How Prior Project Planning and Effective Communication Prevent Failure of Your IT Project

Seventy percent of Information Technology (“IT”) projects fail. A staggering percentage that would be unacceptable in any other area of business. Why does this high failure rate seem so widely accepted in the IT space? For an organization to roll out a successful IT project, whether it’s a new initiative or the launch of a new technology, an organization can do many things to correct that abysmal statistic.

The 5P’s and 2C’s

Business leaders often find themselves wondering how they can prevent their IT project from joining the undesirable 70%. These leaders tend to overthink how they can prevent this, without realizing the answer is quite simple: turn to the 5P’s and 2C’s, or Prior Planning Prevents Poor Performance and Communication is Critical. Leaders must also understand “The Planning Paradox,” which says the biggest challenge to those outside the project is when planning is done well, it seems almost non-existent. It’s usually when planning is non-existent, that it becomes apparent. In order to examine proper project planning, and the Planning Paradox, let’s examine two wildly different social gatherings.

The Holiday Parties

The holiday season is quickly approaching, and with it comes holiday parties with friends, family, and co-workers. Imagine a recent party or gathering you’ve been to where everything “just seemed to flow.” An invitation arrives months before the expected event with easy RSVP instructions. You are provided turn-by-turn directions to an event, instructions on where to park, and even how to dress. When you arrive, the event is well-lit, you are graciously greeted by a valet who opens your door and parks your car. You follow great signage to the event, your name tag is ready and you’re introduced to other guests. The drinks and hor d’oeuvres magically appear while you socialize and mingle. Later, the dinner bell rings and you’re escorted to your seat at a perfectly set table. After dinner, there is a wonderful dessert, dancing, and as you leave you’re given a small gift and your car is ready and waiting for you. You climb into your car and drive home wondering why everything in life can’t be as easy as the past four hours.
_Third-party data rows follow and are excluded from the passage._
//! Consecutive-day tracking streaks
//!
//! A streak counts calendar days in a row on which the person recorded
//! activity. Dates are compared as calendar days, never as timestamps, so
//! recording twice on the same day is a no-op.

use chrono::{DateTime, NaiveDate, Utc};
use serde::{Deserialize, Serialize};

/// A person's streak counters
#[derive(Debug, Clone, Copy, PartialEq, Eq, Serialize, Deserialize, Default)]
pub struct Streak {
    pub current: u32,
    pub longest: u32,
    pub last_tracked: Option<NaiveDate>,
}

/// Where a new record date falls relative to the streak
#[derive(Debug, Clone, Copy, PartialEq, Eq, Serialize, Deserialize)]
#[serde(rename_all = "snake_case")]
pub enum StreakState {
    /// Nothing tracked yet
    Cold,
    /// Same day as the last record
    SameDay,
    /// The day after the last record
    Continued,
    /// More than one day after the last record
    Broken,
    /// Earlier than the last record
    BackDated,
}

impl Streak {
    /// Classify a record date against this streak
    pub fn state_for(&self, date: NaiveDate) -> StreakState {
        let Some(last) = self.last_tracked else {
            return StreakState::Cold;
        };

        match (date - last).num_days() {
            0 => StreakState::SameDay,
            1 => StreakState::Continued,
            gap if gap > 1 => StreakState::Broken,
            _ => StreakState::BackDated,
        }
    }

    /// Whether the streak still counts on `today`, i.e. the last record was
    /// today or yesterday
    pub fn is_alive(&self, today: NaiveDate) -> bool {
        matches!(
            self.state_for(today),
            StreakState::SameDay | StreakState::Continued
        )
    }
}

/// Advance a streak for a record on `date`.
///
/// `longest` only moves when a streak is extended, so a lone first day
/// leaves it at zero. A back-dated record leaves the streak untouched.
pub fn apply_streak(streak: Streak, date: NaiveDate) -> Streak {
    match streak.state_for(date) {
        StreakState::Cold | StreakState::Broken => Streak {
            current: 1,
            longest: streak.longest,
            last_tracked: Some(date),
        },
        StreakState::SameDay | StreakState::BackDated => streak,
        StreakState::Continued => {
            let current = streak.current + 1;
            Streak {
                current,
                longest: streak.longest.max(current),
                last_tracked: Some(date),
            }
        }
    }
}

/// [`apply_streak`] for a timestamp, normalized to its UTC calendar day
pub fn apply_streak_at(streak: Streak, at: DateTime<Utc>) -> Streak {
    apply_streak(streak, at.date_naive())
}
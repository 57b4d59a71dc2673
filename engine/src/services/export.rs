//! History export service
//!
//! Supports multiple formats:
//! - JSON: Full structured export with summary and badges
//! - CSV: One row per day for spreadsheets

use carbon_tracker_shared::{
    round2, summarize_history, EarnedBadge, EmissionRecord, HistorySummary, Person, PersonStats,
    Streak,
};
use chrono::{DateTime, Utc};
use serde::{Deserialize, Serialize};

use crate::error::{EngineError, EngineResult};

pub const EXPORT_VERSION: &str = "1.0";

/// Complete history export
#[derive(Debug, Clone, Serialize, Deserialize)]
pub struct HistoryExport {
    pub export_version: String,
    pub exported_at: DateTime<Utc>,
    pub person_id: String,
    pub summary: HistorySummary,
    pub stats: PersonStats,
    pub streak: Streak,
    pub badges: Vec<EarnedBadge>,
    pub records: Vec<EmissionRecord>,
}

/// CSV export row for one day
#[derive(Debug, Clone, Serialize)]
pub struct RecordCsvRow {
    pub date: String,
    pub country: String,
    pub city: String,
    pub transport_mode: String,
    pub transport_kg: f64,
    pub energy_kg: f64,
    pub diet_kg: f64,
    pub lifestyle_kg: f64,
    pub total_kg: f64,
    pub notes: String,
}

impl From<&EmissionRecord> for RecordCsvRow {
    fn from(record: &EmissionRecord) -> Self {
        let emissions = record.emissions();
        let location = record.location();
        Self {
            date: record.date().format("%Y-%m-%d").to_string(),
            country: location.map(|l| l.country.clone()).unwrap_or_default(),
            city: location.and_then(|l| l.city.clone()).unwrap_or_default(),
            transport_mode: record.activity().transport_mode().unwrap_or_default().to_string(),
            transport_kg: round2(emissions.transport),
            energy_kg: round2(emissions.energy),
            diet_kg: round2(emissions.diet),
            lifestyle_kg: round2(emissions.lifestyle),
            total_kg: record.total(),
            notes: record.activity().notes.clone().unwrap_or_default(),
        }
    }
}

/// Data export service
pub struct ExportService;

impl ExportService {
    /// Build the structured export, records sorted by date
    pub fn build(person: &Person, records: &[EmissionRecord], now: DateTime<Utc>) -> HistoryExport {
        let mut records = records.to_vec();
        records.sort_by_key(|r| r.date());

        HistoryExport {
            export_version: EXPORT_VERSION.to_string(),
            exported_at: now,
            person_id: person.id.to_string(),
            summary: summarize_history(&records),
            stats: person.stats.clone(),
            streak: person.streak,
            badges: person.badges.clone(),
            records,
        }
    }

    /// Export a person's history as pretty JSON
    pub fn to_json(
        person: &Person,
        records: &[EmissionRecord],
        now: DateTime<Utc>,
    ) -> EngineResult<String> {
        Ok(serde_json::to_string_pretty(&Self::build(person, records, now))?)
    }

    /// Export records as CSV, one row per record in date order
    pub fn to_csv(records: &[EmissionRecord]) -> EngineResult<String> {
        let mut sorted: Vec<&EmissionRecord> = records.iter().collect();
        sorted.sort_by_key(|r| r.date());

        let mut wtr = csv::Writer::from_writer(vec![]);
        for record in sorted {
            wtr.serialize(RecordCsvRow::from(record))?;
        }
        let bytes = wtr
            .into_inner()
            .map_err(|e| EngineError::Internal(format!("CSV flush error: {}", e)))?;
        String::from_utf8(bytes)
            .map_err(|e| EngineError::Internal(format!("CSV encoding error: {}", e)))
    }
}
//! Factor resolution
//!
//! Merges the factor hierarchy into a single [`FactorSet`] for a location.
//! Resolution is an ordered pipeline of pure stages, each taking the
//! previous set and returning a new one:
//!
//! ```text
//! global -> country override -> state multiplier -> city multiplier
//! ```
//!
//! Unknown countries, states and cities skip their stage. A zero country
//! electricity factor or a zero multiplier counts as unset. Resolution never
//! fails, so it is safe to call concurrently and to cache by location key.

use crate::factors::{CountryFactors, FactorSet, FactorTable, LocationAdjustment, LocationKey};

/// Resolve factors for a location against the builtin table
pub fn resolve_factors(location: &LocationKey) -> FactorSet {
    FactorTable::builtin().resolve(location)
}

impl FactorTable {
    /// Resolve factors for a location against this table
    pub fn resolve(&self, location: &LocationKey) -> FactorSet {
        let factors = self.global.clone();
        let factors = apply_country(factors, self.countries.get(&location.country));
        let factors = apply_adjustment(factors, self.state_adjustment(location));
        let factors = apply_adjustment(factors, self.city_adjustment(location));

        FactorSet {
            location: Some(location.clone()),
            ..factors
        }
    }

    fn state_adjustment(&self, location: &LocationKey) -> Option<&LocationAdjustment> {
        let state = location.state.as_deref()?;
        self.state_adjustments.get(&location.country)?.get(state)
    }

    // City names are a flat lookup, not scoped by country or state.
    fn city_adjustment(&self, location: &LocationKey) -> Option<&LocationAdjustment> {
        let city = location.city.as_deref()?;
        self.city_adjustments.get(city)
    }
}

/// Merge a country's overrides key by key; fields it omits keep their values
fn apply_country(factors: FactorSet, country: Option<&CountryFactors>) -> FactorSet {
    let Some(country) = country else {
        return factors;
    };

    let mut transport = factors.transport;
    transport.extend(country.transport.iter().map(|(k, v)| (k.clone(), *v)));

    let mut diet = factors.diet;
    diet.extend(country.diet.iter().map(|(k, v)| (k.clone(), *v)));

    FactorSet {
        transport,
        electricity: nonzero(country.electricity).unwrap_or(factors.electricity),
        diet,
        location: factors.location,
    }
}

/// Scale electricity and every transport mode. Diet is never adjusted here.
fn apply_adjustment(factors: FactorSet, adjustment: Option<&LocationAdjustment>) -> FactorSet {
    let Some(adjustment) = adjustment else {
        return factors;
    };

    let electricity_multiplier = nonzero(adjustment.electricity).unwrap_or(1.0);
    let transport_multiplier = nonzero(adjustment.transport).unwrap_or(1.0);

    FactorSet {
        transport: factors
            .transport
            .into_iter()
            .map(|(mode, factor)| (mode, factor * transport_multiplier))
            .collect(),
        electricity: factors.electricity * electricity_multiplier,
        diet: factors.diet,
        location: factors.location,
    }
}

fn nonzero(value: Option<f64>) -> Option<f64> {
    value.filter(|v| *v != 0.0)
}
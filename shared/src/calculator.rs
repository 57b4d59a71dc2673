//! Emission calculations
//!
//! Converts one day's [`ActivityReport`] and a resolved [`FactorSet`] into an
//! [`EmissionRecord`]. All formulas are linear:
//!
//! - Transport: `distance × factor[mode]`
//! - Energy: `electricity × factor × (1 - renewable%/100)`
//!   `+ gas × 0.2 + heating × 0.3 + cooling × 0.25`
//! - Diet: `(factor[type] × meals + meat × 2.5 + dairy × 1.2)`,
//!   then `× 0.9` if local and `× 0.95` if organic
//! - Lifestyle: `waste × 0.5 + water × 0.001 + shopping × 0.1 + digital × 0.05`
//!
//! The flat multipliers do not depend on location.

use tracing::debug;

use crate::activity::{ActivityReport, DietReport, EnergyReport, LifestyleReport, TransportReport};
use crate::errors::ValidationError;
use crate::factors::FactorSet;
use crate::record::{CategoryEmissions, EmissionRecord};
use crate::validation::validate_activity_report;

/// kg CO2 per cubic meter of natural gas
pub const GAS_FACTOR: f64 = 0.2;
/// kg CO2 per kWh of heating
pub const HEATING_FACTOR: f64 = 0.3;
/// kg CO2 per kWh of cooling
pub const COOLING_FACTOR: f64 = 0.25;

/// kg CO2 per serving of meat on top of the diet baseline
pub const MEAT_SERVING_FACTOR: f64 = 2.5;
/// kg CO2 per serving of dairy on top of the diet baseline
pub const DAIRY_SERVING_FACTOR: f64 = 1.2;
pub const LOCAL_FOOD_MULTIPLIER: f64 = 0.9;
pub const ORGANIC_FOOD_MULTIPLIER: f64 = 0.95;

/// kg CO2 per kg of waste
pub const WASTE_FACTOR: f64 = 0.5;
/// kg CO2 per liter of water
pub const WATER_FACTOR: f64 = 0.001;
/// kg CO2 per unit of shopping spend
pub const SHOPPING_FACTOR: f64 = 0.1;
/// kg CO2 per hour of digital usage
pub const DIGITAL_FACTOR: f64 = 0.05;

// ============================================================================
// Category Formulas
// ============================================================================

/// Transport emissions. An unknown mode has a zero factor.
pub fn transport_emissions(transport: &TransportReport, factors: &FactorSet) -> f64 {
    if !factors.transport.contains_key(&transport.mode) {
        debug!(mode = %transport.mode, "Unknown transport mode, using zero factor");
    }
    transport.distance * factors.transport_factor(&transport.mode)
}

pub fn energy_emissions(energy: &EnergyReport, factors: &FactorSet) -> f64 {
    let electricity_factor = factors.electricity * (1.0 - energy.renewable_percentage / 100.0);
    energy.electricity * electricity_factor
        + energy.gas * GAS_FACTOR
        + energy.heating * HEATING_FACTOR
        + energy.cooling * COOLING_FACTOR
}

/// Diet emissions. Local and organic reductions compound, local first.
///
/// A meal count of zero counts as one meal.
pub fn diet_emissions(diet: &DietReport, factors: &FactorSet) -> f64 {
    let meals = diet.meals.max(1) as f64;
    let mut emissions = factors.diet_factor(&diet.diet_type) * meals
        + diet.meat_servings * MEAT_SERVING_FACTOR
        + diet.dairy_servings * DAIRY_SERVING_FACTOR;

    if diet.local_food {
        emissions *= LOCAL_FOOD_MULTIPLIER;
    }
    if diet.organic_food {
        emissions *= ORGANIC_FOOD_MULTIPLIER;
    }
    emissions
}

pub fn lifestyle_emissions(lifestyle: &LifestyleReport) -> f64 {
    lifestyle.waste * WASTE_FACTOR
        + lifestyle.water * WATER_FACTOR
        + lifestyle.shopping * SHOPPING_FACTOR
        + lifestyle.digital_usage * DIGITAL_FACTOR
}

/// Per-category emissions for an already validated report
pub fn category_emissions(report: &ActivityReport, factors: &FactorSet) -> CategoryEmissions {
    CategoryEmissions {
        transport: report
            .transport
            .as_ref()
            .map_or(0.0, |t| transport_emissions(t, factors)),
        energy: report
            .energy
            .as_ref()
            .map_or(0.0, |e| energy_emissions(e, factors)),
        diet: report
            .diet
            .as_ref()
            .map_or(0.0, |d| diet_emissions(d, factors)),
        lifestyle: report.lifestyle.as_ref().map_or(0.0, lifestyle_emissions),
    }
}

// ============================================================================
// Records
// ============================================================================

/// Validate a report and calculate its emission record
pub fn calculate_emissions(
    report: &ActivityReport,
    factors: &FactorSet,
) -> Result<EmissionRecord, ValidationError> {
    validate_activity_report(report)?;

    let emissions = category_emissions(report, factors);
    Ok(EmissionRecord::new(
        report.date,
        report.clone(),
        emissions,
        factors.location.clone(),
    ))
}

impl EmissionRecord {
    /// A replacement record with `changes` laid over this record's report.
    ///
    /// Sections and notes present in `changes` replace this record's; absent
    /// ones are kept. The date always comes from `changes`. The original
    /// record is left untouched; the caller swaps the two and adjusts stats
    /// with [`crate::person::PersonStats::revert_record`] and
    /// [`crate::person::PersonStats::apply_record`].
    pub fn corrected(
        &self,
        changes: &ActivityReport,
        factors: &FactorSet,
    ) -> Result<EmissionRecord, ValidationError> {
        let previous = self.activity();
        let merged = ActivityReport {
            date: changes.date,
            transport: changes.transport.clone().or_else(|| previous.transport.clone()),
            energy: changes.energy.clone().or_else(|| previous.energy.clone()),
            diet: changes.diet.clone().or_else(|| previous.diet.clone()),
            lifestyle: changes.lifestyle.clone().or_else(|| previous.lifestyle.clone()),
            notes: changes.notes.clone().or_else(|| previous.notes.clone()),
        };
        calculate_emissions(&merged, factors)
    }
}
/*!
 * 命令配置系统模块
 *
 * 提供基于 JSON 文件的赛季命令配置管理，包括共享命令库加载、
 * 赛季配置解析、覆盖合并和字段校验等核心功能。
 */

pub mod defaults;
pub mod error;
pub mod library;
pub mod paths;
pub mod resolver;
pub mod types;
pub mod validator;

// 重新导出核心类型和函数
pub use defaults::{
    builtin_categories, create_starter_season_config, init_workspace, season_display_name,
    DEFAULT_SEASON,
};
pub use error::{ConfigError, ConfigResult};
pub use library::CommandLibrary;
pub use paths::{WorkspacePaths, WORKSPACE_ENV_VAR};
pub use resolver::{ResolvedSeason, SeasonResolver};
pub use types::{CategoryFile, CommandOverride, SeasonConfig, StartingPosition};
pub use validator::{CommandValidator, ValidationReport};

/// 命令库目录名
pub const LIBRARY_DIR_NAME: &str = "command_library";

/// 赛季目录名
pub const SEASONS_DIR_NAME: &str = "seasons";

/// 项目目录名
pub const PROJECTS_DIR_NAME: &str = "projects";

/// 赛季配置文件名
pub const SEASON_CONFIG_FILE_NAME: &str = "config.json";

/// 项目文件扩展名
pub const PROJECT_FILE_SUFFIX: &str = ".shupaths";
use clap::Parser;
use planner_lib::cli::Cli;
use planner_lib::utils::init_logging;

#[tokio::main]
async fn main() {
    let cli = Cli::parse();

    if let Err(e) = init_logging(cli.verbose) {
        eprintln!("{}", e);
        std::process::exit(1);
    }

    if let Err(e) = cli.run().await {
        // {:#} 展开完整的错误链
        eprintln!("error: {:#}", e);
        std::process::exit(1);
    }
}
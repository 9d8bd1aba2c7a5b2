/*!
 * 配置系统数据类型定义
 *
 * 定义命令类别文件与赛季配置文件对应的数据结构。
 * 结构与 JSON 配置文件格式保持完全一致。
 */

use crate::model::{Alliance, CommandDefinition, CommandSequence, Side};
use serde::{Deserialize, Serialize};
use std::collections::HashMap;

/// 命令类别文件结构
///
/// 对应 command_library/<category>.json，每个机构一个文件。
#[derive(Debug, Clone, Serialize, Deserialize, PartialEq)]
pub struct CategoryFile {
    /// 类别显示名称（例如 "Intake"）
    pub category: String,

    /// 类别说明
    #[serde(default)]
    pub description: String,

    /// 本类别的命令定义，按文件顺序排列
    #[serde(default)]
    pub commands: Vec<CommandDefinition>,
}

/// 赛季对单条命令的覆盖
///
/// 浅合并补丁：只有出现的字段会被替换，其余字段保持基础定义。
/// 命令的 `id` 与参数列表不可覆盖，需要改动时应使用 custom_commands。
#[derive(Debug, Clone, Default, Serialize, Deserialize, PartialEq)]
pub struct CommandOverride {
    /// 覆盖显示名称
    #[serde(default, skip_serializing_if = "Option::is_none")]
    pub name: Option<String>,

    /// 覆盖代码模板
    #[serde(default, skip_serializing_if = "Option::is_none")]
    pub code_template: Option<String>,

    /// 覆盖界面颜色
    #[serde(default, skip_serializing_if = "Option::is_none")]
    pub color: Option<String>,

    /// 覆盖命令说明
    #[serde(default, skip_serializing_if = "Option::is_none")]
    pub description: Option<String>,
}

impl CommandOverride {
    /// 将覆盖应用到基础命令定义上（浅合并）
    pub fn apply(&self, command: &mut CommandDefinition) {
        if let Some(name) = &self.name {
            command.name = name.clone();
        }
        if let Some(code_template) = &self.code_template {
            command.code_template = code_template.clone();
        }
        if let Some(color) = &self.color {
            command.color = color.clone();
        }
        if let Some(description) = &self.description {
            command.description = description.clone();
        }
    }
}

/// 机器人默认起始位置
#[derive(Debug, Clone, Serialize, Deserialize, PartialEq)]
pub struct StartingPosition {
    /// 位置标签（例如 "Left AWP"）
    pub label: String,

    /// X 坐标（英寸）
    pub x: f64,

    /// Y 坐标（英寸）
    pub y: f64,

    /// 初始朝向（度）
    pub heading: f64,

    /// 适用半区
    #[serde(default, skip_serializing_if = "Option::is_none")]
    pub side: Option<Side>,

    /// 适用联盟
    #[serde(default, skip_serializing_if = "Option::is_none")]
    pub alliance: Option<Alliance>,
}

/// 赛季配置文件结构
///
/// 对应 seasons/<season>/config.json。所有字段均可省略。
#[derive(Debug, Clone, Default, Serialize, Deserialize, PartialEq)]
pub struct SeasonConfig {
    /// 赛季显示名称，缺省时使用目录名
    #[serde(default, skip_serializing_if = "Option::is_none")]
    pub season: Option<String>,

    /// 要引入的命令类别名列表，按引入顺序排列
    #[serde(default)]
    pub include_commands_from: Vec<String>,

    /// 按命令 ID 索引的覆盖表
    #[serde(default)]
    pub command_overrides: HashMap<String, CommandOverride>,

    /// 赛季专属命令，追加在类别命令之后
    #[serde(default)]
    pub custom_commands: Vec<CommandDefinition>,

    /// 赛季命令序列
    #[serde(default)]
    pub command_sequences: Vec<CommandSequence>,

    /// 默认起始位置列表
    #[serde(default)]
    pub starting_positions: Vec<StartingPosition>,
}

impl SeasonConfig {
    /// 获取赛季显示名称，未设置时回退到给定的目录名
    pub fn display_name<'a>(&'a self, fallback: &'a str) -> &'a str {
        self.season.as_deref().unwrap_or(fallback)
    }
}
What you don’t see is the 600 hours it took to plan the event. Frankly, you shouldn’t see them, planning the event was not your job. However, that is my job as the Project Manager, and when I do my job well, you will barely notice that I exist. If the planning portion is lacking, you will begin to wonder why you bothered to leave the house.

Let’s look at another party, one that suffers from a lack of planning. One afternoon you notice a post-it note on your desk for the event. You embark late to the party because you forgot to put a reminder on your calendar and haven’t heard from the party organizer since the invite three months ago. The location is tucked away and you begin to fight with your spouse because you can’t find the event to the party (“I’m telling you, the entrance was back there a few miles!”). Finally, you arrive and can’t find a place to park. You park in a dark corner and don’t see the puddle right below you as you step out, ruining your shoes. When you arrive, you have no idea where to find the event. You ask someone at the front desk, and while they’re nice, they are not sure what party you are talking about. By the time you find the location of your party, you are already stressed and a bit frustrated. You need to give yourself a pep talk just to have a good time and cannot wait to leave. It should have been a great night, what happened?

Planning for Success

The planning of anything, from holiday parties to IT projects is crucial, albeit not sexy. Very few people will notice its absence, until the first problem or risk arises. Then everyone begins to wonder if there was any project planning at all. How does a business leader plan a successful IT project? In a lot of the same ways a party planner delivers a successful holiday party.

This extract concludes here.